Brasil. STF fixa critérios para responsabilizar empresas jornalísticas por
divulgação de acusações falsas. Disponível em: https://portal.stf.jus.br/noticias/verNoticiaDetalhe.asp?idConteudo=520962&ori=1
Acesso em 2.12.2023
TÔRRES,
Fernanda Carolina. O direito fundamental à liberdade de expressão e sua
extensão. Disponível em: https://www12.senado.leg.br/ril/edicoes/50/200/ril_v50_n200_p61.pdf/@@download/file/ril_v50_n200_p61.pdf
Acesso em 2.11.2023.
Notas:
[1]
Por maioria de votos, o Supremo Tribunal Federal (STF) definiu as condições em
que as empresas jornalísticas estão sujeitas à responsabilização civil, ou
seja, ao pagamento de indenização, se publicarem entrevista na qual o
entrevistado atribua falsamente a outra pessoa a prática de um crime.
[2]
Há de se atentar para a dicotomia de fato e opinião. Pois, a discriminação
entre fato e opinião é que uma é absoluta e outra relativa, ou seja, uma não
pode sofrer alterações, mas a outra está sujeita a mudanças. O fato, para ser
verdadeiro, não se submete ao crivo da sociedade, pois não possui vertentes relativas,
diferentemente da opinião, que é um direito derivado de cláusula pétrea e pode
ser afrontado. Diferentemente da opinião, que apesar de existir a possibilidade
de seu emissor sofrer responsabilidade civil e ainda passível de direito de resposta da vítima da opinião sendo
proporcional ao agravo, ainda assim o seu exercício é constitucional, e apesar
de que seja feita de modo a violar o
direito à honra de outro.
[3] A Lei 5.250/1967 foi assinada pelo ex-presidente Castelo Branco meses depois da outorga da Constituição de 1967, quando o endurecimento do regime militar se iniciava. Com o objetivo de controlar informações, de acordo com as previsões da norma, jornalistas e veículos de comunicação poderiam ser detidos ou multados caso publicassem algo que ofendesse a "moral e os bons costumes". A pena poderia ser aumentada se o conteúdo difamasse ou caluniasse alguma autoridade, como o Presidente da República.
[4]
Segundo Friedrich Müller, em sua obra "A Positividade dos Direitos
Fundamentais", in litteris: nenhum direito fundamental é garantido de
forma ilimitada, isso decorre da única restrição realmente imanente: a sua
natureza jurídica. Müller explica que essa "reserva da natureza jurídica
dos direitos fundamentais" é em razão do pertencimento dos direitos fundamentais
à ordem jurídica constitucional. (MÜLLER, 1990, p. 32).
[5]
O jornalista, o repórter ou outro profissional da área de comunicação social
tem o direito de divulgar os fatos e até exprimir juízo de valor sobre a
conduta de determinada pessoa, desde que tenha por fim informar a sociedade.
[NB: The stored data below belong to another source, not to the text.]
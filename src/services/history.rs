use crate::domain::transaction::{owner_history, renter_history, TransactionEntry};
use crate::error::AppError;
use crate::ports::PaymentPlatform;
use crate::stripe::models::Refund;
use futures::future::try_join_all;
use std::sync::Arc;
use tracing::debug;

#[derive(Clone)]
pub struct HistoryService {
    platform: Arc<dyn PaymentPlatform>,
}

impl HistoryService {
    pub fn new(platform: Arc<dyn PaymentPlatform>) -> Self {
        Self { platform }
    }

    /// Charges paid by a renter plus refunds against them, newest first.
    pub async fn for_renter(&self, customer_id: &str) -> Result<Vec<TransactionEntry>, AppError> {
        let charges = self.platform.list_charges(customer_id).await?;

        // Only charges with something refunded can have refunds to fetch.
        let lookups = charges
            .iter()
            .filter(|c| c.refunded || c.amount_refunded > 0)
            .map(|c| self.platform.list_refunds(&c.id));
        let refunds: Vec<Refund> = try_join_all(lookups).await?.into_iter().flatten().collect();

        let entries = renter_history(customer_id, &charges, &refunds);
        debug!(
            customer_id,
            charges = charges.len(),
            refunds = refunds.len(),
            entries = entries.len(),
            "Built renter history"
        );
        Ok(entries)
    }

    /// Payouts received by an owner plus any reversals, newest first.
    pub async fn for_owner(&self, connect_account_id: &str) -> Result<Vec<TransactionEntry>, AppError> {
        let transfers = self.platform.list_transfers_to(connect_account_id).await?;

        let entries = owner_history(&transfers);
        debug!(
            connect_account_id,
            transfers = transfers.len(),
            entries = entries.len(),
            "Built owner history"
        );
        Ok(entries)
    }
}
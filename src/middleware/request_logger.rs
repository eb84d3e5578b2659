use axum::{
    body::Body,
    http::{HeaderValue, Request},
    middleware::Next,
    response::Response,
};
use std::time::Instant;
use uuid::Uuid;

pub const REQUEST_ID_HEADER: &str = "x-request-id";

pub async fn request_logger_middleware(mut req: Request<Body>, next: Next<Body>) -> Response {
    let request_id = Uuid::new_v4().to_string();
    let method = req.method().clone();
    let uri = req.uri().clone();
    let start = Instant::now();

    let header_value = HeaderValue::from_str(&request_id).ok();

    if let Some(value) = &header_value {
        req.headers_mut().insert(REQUEST_ID_HEADER, value.clone());
    }

    tracing::info!(
        request_id = %request_id,
        method = %method,
        uri = %uri,
        "Incoming request"
    );

    let mut response: Response = next.run(req).await;

    let latency = start.elapsed();
    let status = response.status();

    if status.is_server_error() {
        tracing::warn!(
            request_id = %request_id,
            method = %method,
            uri = %uri,
            status = %status.as_u16(),
            latency_ms = %latency.as_millis(),
            "Request failed"
        );
    } else {
        tracing::info!(
            request_id = %request_id,
            method = %method,
            uri = %uri,
            status = %status.as_u16(),
            latency_ms = %latency.as_millis(),
            "Request completed"
        );
    }

    if let Some(value) = header_value {
        response.headers_mut().insert(REQUEST_ID_HEADER, value);
    }

    response
}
Todavia, exige-se que a veiculação da notícia seja feita de form escorreita e
precisa. Sendo vedado o sensacionalismo, as notícias ofensivas, injuriosas,
difamantes e falsas (fake news) que
ofendem a pessoa, seja física ou jurídica, seja atingindo a honra bem
como outros bens jurídicos (como credibilidade e, etc.).